» **Task prompt**
Across the records below, count the lines that contain "step" and write down only the count.

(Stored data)

■ ■ ■ ■

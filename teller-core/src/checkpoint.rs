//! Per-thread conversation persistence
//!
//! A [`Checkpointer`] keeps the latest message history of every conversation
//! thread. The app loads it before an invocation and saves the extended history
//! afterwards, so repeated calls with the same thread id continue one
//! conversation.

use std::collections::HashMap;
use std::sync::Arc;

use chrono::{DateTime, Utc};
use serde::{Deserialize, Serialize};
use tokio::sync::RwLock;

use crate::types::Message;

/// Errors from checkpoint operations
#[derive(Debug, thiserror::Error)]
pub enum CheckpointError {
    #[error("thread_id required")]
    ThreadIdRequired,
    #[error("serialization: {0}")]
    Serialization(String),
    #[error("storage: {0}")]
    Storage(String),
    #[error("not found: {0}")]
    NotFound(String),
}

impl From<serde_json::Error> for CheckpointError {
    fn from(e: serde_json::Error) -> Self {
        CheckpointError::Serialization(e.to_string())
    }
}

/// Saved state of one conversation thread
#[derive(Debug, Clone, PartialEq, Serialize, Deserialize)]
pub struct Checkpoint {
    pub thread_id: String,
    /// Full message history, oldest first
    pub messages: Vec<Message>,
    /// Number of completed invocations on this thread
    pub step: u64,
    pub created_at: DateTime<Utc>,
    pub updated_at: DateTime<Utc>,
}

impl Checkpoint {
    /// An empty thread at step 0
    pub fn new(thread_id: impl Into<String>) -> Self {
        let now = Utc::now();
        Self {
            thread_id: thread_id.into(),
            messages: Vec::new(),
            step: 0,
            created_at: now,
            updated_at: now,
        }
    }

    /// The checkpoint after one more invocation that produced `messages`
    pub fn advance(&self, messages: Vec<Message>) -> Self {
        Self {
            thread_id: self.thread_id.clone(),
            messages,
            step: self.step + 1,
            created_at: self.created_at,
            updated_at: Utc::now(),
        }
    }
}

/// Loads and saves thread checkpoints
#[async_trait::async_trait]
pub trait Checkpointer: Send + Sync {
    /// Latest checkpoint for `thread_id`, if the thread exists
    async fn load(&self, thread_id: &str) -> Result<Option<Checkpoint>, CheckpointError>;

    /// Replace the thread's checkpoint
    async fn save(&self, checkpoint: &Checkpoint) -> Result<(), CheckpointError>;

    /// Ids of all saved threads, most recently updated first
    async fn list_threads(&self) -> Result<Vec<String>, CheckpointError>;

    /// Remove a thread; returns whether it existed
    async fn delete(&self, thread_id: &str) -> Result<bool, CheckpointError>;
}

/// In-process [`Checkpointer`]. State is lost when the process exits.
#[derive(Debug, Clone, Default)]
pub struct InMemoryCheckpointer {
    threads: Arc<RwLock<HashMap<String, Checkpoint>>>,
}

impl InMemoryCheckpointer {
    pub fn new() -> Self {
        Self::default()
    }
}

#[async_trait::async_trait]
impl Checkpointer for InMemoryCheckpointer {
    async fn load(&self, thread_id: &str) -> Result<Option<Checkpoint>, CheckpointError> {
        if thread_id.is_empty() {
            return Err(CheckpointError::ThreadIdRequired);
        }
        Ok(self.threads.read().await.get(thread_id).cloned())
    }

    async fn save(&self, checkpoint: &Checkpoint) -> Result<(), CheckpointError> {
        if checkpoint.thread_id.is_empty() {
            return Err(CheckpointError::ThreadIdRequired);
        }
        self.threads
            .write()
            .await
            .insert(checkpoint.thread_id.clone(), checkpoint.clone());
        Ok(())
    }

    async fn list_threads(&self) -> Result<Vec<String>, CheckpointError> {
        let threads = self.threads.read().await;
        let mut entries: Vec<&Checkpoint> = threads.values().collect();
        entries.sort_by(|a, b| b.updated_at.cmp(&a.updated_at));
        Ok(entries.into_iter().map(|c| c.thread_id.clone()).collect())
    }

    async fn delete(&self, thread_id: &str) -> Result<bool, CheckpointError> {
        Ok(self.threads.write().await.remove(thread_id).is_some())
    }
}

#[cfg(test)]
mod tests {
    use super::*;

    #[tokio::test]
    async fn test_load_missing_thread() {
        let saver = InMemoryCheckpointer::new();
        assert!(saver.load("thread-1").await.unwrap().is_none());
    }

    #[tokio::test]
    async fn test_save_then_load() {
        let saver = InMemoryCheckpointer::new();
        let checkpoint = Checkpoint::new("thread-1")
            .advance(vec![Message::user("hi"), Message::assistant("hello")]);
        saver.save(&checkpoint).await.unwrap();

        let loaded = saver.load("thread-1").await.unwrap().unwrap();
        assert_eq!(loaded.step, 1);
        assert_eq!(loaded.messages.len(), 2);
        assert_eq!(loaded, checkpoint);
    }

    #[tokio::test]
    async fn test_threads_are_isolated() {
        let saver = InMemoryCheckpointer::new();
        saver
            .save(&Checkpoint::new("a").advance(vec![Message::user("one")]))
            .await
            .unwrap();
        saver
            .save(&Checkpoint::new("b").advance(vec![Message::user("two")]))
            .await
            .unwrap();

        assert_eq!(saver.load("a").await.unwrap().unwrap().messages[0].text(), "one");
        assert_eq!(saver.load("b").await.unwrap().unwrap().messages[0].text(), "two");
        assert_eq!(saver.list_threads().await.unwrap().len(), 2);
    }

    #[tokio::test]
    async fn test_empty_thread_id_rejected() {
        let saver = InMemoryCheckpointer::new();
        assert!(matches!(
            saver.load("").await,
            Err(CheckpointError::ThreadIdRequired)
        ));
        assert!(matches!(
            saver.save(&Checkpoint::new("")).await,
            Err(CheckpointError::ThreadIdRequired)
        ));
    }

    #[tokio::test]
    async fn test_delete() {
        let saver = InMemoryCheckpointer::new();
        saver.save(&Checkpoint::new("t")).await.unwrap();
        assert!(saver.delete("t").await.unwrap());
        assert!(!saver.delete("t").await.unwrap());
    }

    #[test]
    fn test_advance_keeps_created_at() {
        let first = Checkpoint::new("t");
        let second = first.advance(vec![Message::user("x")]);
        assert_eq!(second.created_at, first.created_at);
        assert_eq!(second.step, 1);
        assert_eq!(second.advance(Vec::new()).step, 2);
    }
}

■ ■ ■ ■

» **Exercise output**
7